Les lettres sont donc marquées par l'empreinte du surnaturel. Je parle de l'accompagnement spirituel dans une perspective de grâce, de don surnaturel. Nous allons décrire les caractéristiques essentielles d'une rencontre entre frères ou, si vous préférez, entre un fils et son père. La paternité spirituelle et la fraternité chrétienne sont à l'origine de cette pratique spirituelle. Dans l'accompagnement, il n'y a pas de clients, comme dans la coachingIl n'y a pas de patients, comme en psychiatrie, il y a simplement des frères et des sœurs. Dans le colloque spirituel, il n'y a pas de thérapie, comme dans le monde légitime et profitable de la psychologie ; il y a ouverture du cœur, dialogue fraternel, conversation filiale.
Lorsque l'on veut réaliser une étude, quelle qu'elle soit, la première question de tout essayiste ou chercheur est celle des sources. Où trouver les connaissances ? Quelle bibliographie consulter ? Quels articles ont été publiés récemment ?

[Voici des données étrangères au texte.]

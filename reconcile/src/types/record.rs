use serde::{Deserialize, Deserializer, Serialize};
use serde_json::{Map, Value};

/// Raw JSON body of a document.
pub type Document = Map<String, Value>;

/// Composite display form of the identifier codes, e.g. `"1-001H/Re-001H"`.
pub const CODE_FIELD: &str = "code";
/// List form of the identifier codes.
pub const CODES_FIELD: &str = "codes";
/// Preferred identifier code.
pub const PRIMARY_CODE_FIELD: &str = "primary_code";
/// Timestamp written with every update.
pub const LAST_UPDATED_FIELD: &str = "last_updated";
/// Marks records that do not describe a catalog entity and never carry identifier codes.
pub const NON_ENTITY_FIELD: &str = "non_entity";
pub const IMAGE_URL_FIELD: &str = "image_url";
pub const THUMBNAIL_URL_FIELD: &str = "thumbnail_url";

/// Fields holding identifier codes on a local record.
pub const IDENTIFIER_FIELDS: [&str; 3] = [CODE_FIELD, CODES_FIELD, PRIMARY_CODE_FIELD];

/// A record of the reference catalog. Immutable once fetched.
///
/// Cost and power are kept as the raw text of the source, which may send them as strings or
/// numbers. Element and set lists accept a single string as well.
#[derive(Debug, Clone, Default, PartialEq, Eq, Serialize, Deserialize)]
pub struct CanonicalRecord {
    /// Identifier code, possibly several codes joined by `/`.
    pub code: String,
    #[serde(default)]
    pub name: Option<String>,
    #[serde(default, rename = "type")]
    pub kind: Option<String>,
    #[serde(default)]
    pub job: Option<String>,
    /// Rarity code, e.g. `"C"`.
    #[serde(default)]
    pub rarity: Option<String>,
    #[serde(default, deserialize_with = "string_list")]
    pub elements: Vec<String>,
    #[serde(default)]
    pub category_1: Option<String>,
    #[serde(default)]
    pub category_2: Option<String>,
    #[serde(default, deserialize_with = "raw_text")]
    pub cost: Option<String>,
    #[serde(default, deserialize_with = "raw_text")]
    pub power: Option<String>,
    #[serde(default, deserialize_with = "string_list")]
    pub sets: Vec<String>,
    /// Source references of the record's images.
    #[serde(default, deserialize_with = "string_list")]
    pub images: Vec<String>,
}

/// A record of the local store together with its document id.
///
/// Local records are loosely typed: any field may be missing, null or stale, so the record
/// keeps its JSON body and exposes typed views over it.
#[derive(Debug, Clone, PartialEq)]
pub struct LocalRecord {
    pub id: String,
    pub data: Document,
}

impl LocalRecord {
    pub fn new(id: impl Into<String>, data: Document) -> Self {
        Self {
            id: id.into(),
            data,
        }
    }

    /// Returns the raw value of `field`, if present.
    pub fn field(&self, field: &str) -> Option<&Value> {
        self.data.get(field)
    }

    /// Returns `field` when it holds a string.
    pub fn str_field(&self, field: &str) -> Option<&str> {
        self.data.get(field).and_then(Value::as_str)
    }

    /// Returns the strings held by `field`, which may be an array or a single string.
    pub fn string_list(&self, field: &str) -> Vec<String> {
        match self.data.get(field) {
            Some(Value::Array(values)) => values
                .iter()
                .filter_map(Value::as_str)
                .map(str::to_string)
                .collect(),
            Some(Value::String(value)) if !value.trim().is_empty() => vec![value.clone()],
            _ => Vec::new(),
        }
    }

    pub fn name(&self) -> Option<&str> {
        self.str_field("name")
    }

    pub fn code(&self) -> Option<&str> {
        self.str_field(CODE_FIELD)
    }

    pub fn codes(&self) -> Vec<String> {
        self.string_list(CODES_FIELD)
    }

    pub fn primary_code(&self) -> Option<&str> {
        self.str_field(PRIMARY_CODE_FIELD)
    }

    pub fn sets(&self) -> Vec<String> {
        self.string_list("sets")
    }

    /// Whether the record is flagged as not describing a catalog entity.
    pub fn is_non_entity(&self) -> bool {
        matches!(self.data.get(NON_ENTITY_FIELD), Some(Value::Bool(true)))
    }

    /// Returns a copy of this record with `updates` applied on top of its fields.
    pub fn with_updates(&self, updates: &Document) -> LocalRecord {
        let mut data = self.data.clone();
        for (field, value) in updates {
            data.insert(field.clone(), value.clone());
        }

        LocalRecord::new(self.id.clone(), data)
    }
}

/// Whether a JSON value counts as empty: missing, null, blank string or empty array.
pub fn is_empty_value(value: Option<&Value>) -> bool {
    match value {
        None | Some(Value::Null) => true,
        Some(Value::String(text)) => text.trim().is_empty(),
        Some(Value::Array(values)) => values.is_empty(),
        Some(_) => false,
    }
}

fn raw_text<'de, D>(deserializer: D) -> Result<Option<String>, D::Error>
where
    D: Deserializer<'de>,
{
    let value = Option::<Value>::deserialize(deserializer)?;

    Ok(match value {
        None | Some(Value::Null) => None,
        Some(Value::String(text)) => Some(text),
        Some(other) => Some(other.to_string()),
    })
}

fn string_list<'de, D>(deserializer: D) -> Result<Vec<String>, D::Error>
where
    D: Deserializer<'de>,
{
    let value = Option::<Value>::deserialize(deserializer)?;

    Ok(match value {
        None | Some(Value::Null) => Vec::new(),
        Some(Value::String(text)) => vec![text],
        Some(Value::Array(values)) => values
            .into_iter()
            .filter_map(|value| match value {
                Value::String(text) => Some(text),
                Value::Null => None,
                other => Some(other.to_string()),
            })
            .collect(),
        Some(other) => vec![other.to_string()],
    })
}

#[cfg(test)]
mod tests {
    use serde_json::json;

    use super::*;

    #[test]
    fn canonical_record_accepts_loose_source_types() {
        let record: CanonicalRecord = serde_json::from_value(json!({
            "code": "1-001H",
            "type": "Forward",
            "cost": 3,
            "power": "7000",
            "elements": "火",
            "sets": ["Opus I"],
        }))
        .unwrap();

        assert_eq!(record.kind.as_deref(), Some("Forward"));
        assert_eq!(record.cost.as_deref(), Some("3"));
        assert_eq!(record.power.as_deref(), Some("7000"));
        assert_eq!(record.elements, vec!["火"]);
        assert!(record.images.is_empty());
    }

    #[test]
    fn local_views_tolerate_missing_and_mistyped_fields() {
        let record = LocalRecord::new(
            "card-1",
            json!({"codes": "1-001H", "name": 12, "non_entity": "yes"})
                .as_object()
                .unwrap()
                .clone(),
        );

        assert_eq!(record.codes(), vec!["1-001H"]);
        assert_eq!(record.name(), None);
        assert_eq!(record.code(), None);
        assert!(!record.is_non_entity());
    }

    #[test]
    fn emptiness_covers_null_blank_and_empty_arrays() {
        assert!(is_empty_value(None));
        assert!(is_empty_value(Some(&Value::Null)));
        assert!(is_empty_value(Some(&json!("  "))));
        assert!(is_empty_value(Some(&json!([]))));
        assert!(!is_empty_value(Some(&json!(0))));
        assert!(!is_empty_value(Some(&json!(false))));
    }
}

J'écris sur l'accompagnement spirituel des jeunes, et je confesse que la source fondamentale de ces lettres a été les jeunes eux-mêmes. En d'autres termes : pour décrire cet arbre de grâce qu'est l'accompagnement spirituel, je commence - pourquoi pas ? - par détailler ses merveilleux fruits dans les jeunes cœurs. Au cours de ces années de vie pastorale, j'ai vu beaucoup d'entre eux grandir dans la chaleur du dialogue spirituel. Dans cette réflexion, il est nécessaire d'enlever nos chaussures, nous marchons sur une terre sainte (cf. Ex 3, 5) : la tâche de la grâce dans les âmes est si délicate qu'elle mérite notre première attention.
Fruits
Une plante improductive n'est pas définie par ses fruits. Si l'on prend la peine de chercher le terme évangélique "tares" dans le dictionnaire de l'Académie royale de la langue espagnole, on n'y trouvera pas le mot "fruit". On dit que c'est une plante toxique, difficile à enlever sans déraciner aussi les bonnes graines, qui peuvent à elles seules endommager des récoltes entières.
En revanche, si l'on cherche "blé", la référence à sa belle "rangée de grains et de fruits" est presque immédiate. Le fruit en dit long sur la plante, au point de pouvoir qualifier son existence de bénéfique ou de nuisible.
Or, quel est le fruit produit par l'accompagnement spirituel dans les jeunes âmes ? Par-dessus tout, l'amour. Je sais que cela semble générique à l'oreille sceptique, et puisque c'est dans mon esprit de le rendre croyant, nous allons descendre bien en dessous pour détailler ce que signifie, dans ce contexte, l'amour.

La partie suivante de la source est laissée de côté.